Violence has taken over the majority of media outlets setting the unrealistic tone for teens that murders, crime and violence only take place on the movie screen. I am also guilty of this overload of violence, as I fill my off time watching murder mysteries in television programs “CSI” and “Criminal Minds.” But I am still well aware that these things do take place in our world.  
The scary part is that most teens today don’t know where to draw the line between reality and fantasy. Most think that these horrible tragedies could never happen to them and if Tom Cruise can save the world then they can too. Some would even consider such violence as normal because violence surrounds their everyday life in television, video games and the Internet.

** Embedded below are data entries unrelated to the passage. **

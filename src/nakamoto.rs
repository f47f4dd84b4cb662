//! Stake-based Nakamoto coefficient
//!
//! The smallest number of validators whose combined stake exceeds one third
//! of the total, i.e. enough to break BFT safety by colluding.

/// A colluding set must hold more than `total / SAFETY_DIVISOR`
pub const SAFETY_DIVISOR: f64 = 3.0;

/// Compute the Nakamoto coefficient over a stake distribution
///
/// Returns 0 when there is no stake to capture (empty set or total <= 0).
pub fn stake_coefficient(stakes: &[f64]) -> u32 {
    let mut sorted: Vec<f64> = stakes.to_vec();
    sorted.sort_by(|a, b| b.total_cmp(a));

    // Sum in the same order we accumulate so the threshold is always reachable
    let total: f64 = sorted.iter().sum();
    if total.is_nan() || total <= 0.0 {
        return 0;
    }

    let threshold = total / SAFETY_DIVISOR;
    let mut accumulated = 0.0;

    for (i, stake) in sorted.iter().enumerate() {
        accumulated += stake;
        if accumulated > threshold {
            return (i + 1) as u32;
        }
    }

    sorted.len() as u32
}

#[cfg(test)]
mod tests {
    use super::*;
    use proptest::prelude::*;

    #[test]
    fn test_equal_stakes() {
        // 9 equal validators: 3 hold exactly 1/3, a 4th is needed to exceed it
        assert_eq!(stake_coefficient(&[1.0; 9]), 4);
        assert_eq!(stake_coefficient(&[1.0; 108]), 37);
    }

    #[test]
    fn test_whale() {
        assert_eq!(stake_coefficient(&[100.0, 1.0, 1.0, 1.0]), 1);
    }

    #[test]
    fn test_order_independent() {
        assert_eq!(
            stake_coefficient(&[1.0, 5.0, 2.0, 8.0, 3.0]),
            stake_coefficient(&[8.0, 5.0, 3.0, 2.0, 1.0]),
        );
    }

    #[test]
    fn test_empty_and_zero_stake() {
        assert_eq!(stake_coefficient(&[]), 0);
        assert_eq!(stake_coefficient(&[0.0, 0.0, 0.0]), 0);
    }

    #[test]
    fn test_single_validator() {
        assert_eq!(stake_coefficient(&[42.0]), 1);
    }

    proptest! {
        #[test]
        fn prop_coefficient_is_minimal_prefix(stakes in prop::collection::vec(0.0f64..20_000_000.0, 1..200)) {
            let total: f64 = {
                let mut s = stakes.clone();
                s.sort_by(|a, b| b.total_cmp(a));
                s.iter().sum()
            };
            prop_assume!(total > 0.0);

            let n = stake_coefficient(&stakes) as usize;
            prop_assert!(n >= 1 && n <= stakes.len());

            let mut sorted = stakes.clone();
            sorted.sort_by(|a, b| b.total_cmp(a));
            let prefix = |k: usize| sorted[..k].iter().fold(0.0, |acc, s| acc + s);

            prop_assert!(prefix(n) > total / 3.0);
            prop_assert!(prefix(n - 1) <= total / 3.0);
        }
    }
}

This numbness to violence became more apparent after I watched the movie “Taken” with some friends of mine. One friend said she did not believe that the plot in the movie could happen in real life. My friend’s Pollyanna idea of the world is, in part, created and enforced by the media industry that instills that fairytale endings are normal and tragedies in movies never happen to real people.
In the movie “Taken,” a young American girl travels to France with her friend and they are both kidnapped by slave traders. When I lived in Italy, an Italian girl — let alone an American girl who stands out — could not walk alone without guys ganging up on that girl. Even the Italians were cautious and well aware of the tragedies that could happen to them.
My goal is not to be a Debbie-downer but to open the eyes of our youth. Bad things happen and this is why the organizers of the Every 15 Minutes program take their job seriously and stage an authentic-as-possible drunk driving accident including the peers of those students. Hopefully, local teens will heed the warning Every 15 Minutes is supposed to be and not find out how real the consequences of drunk driving can be.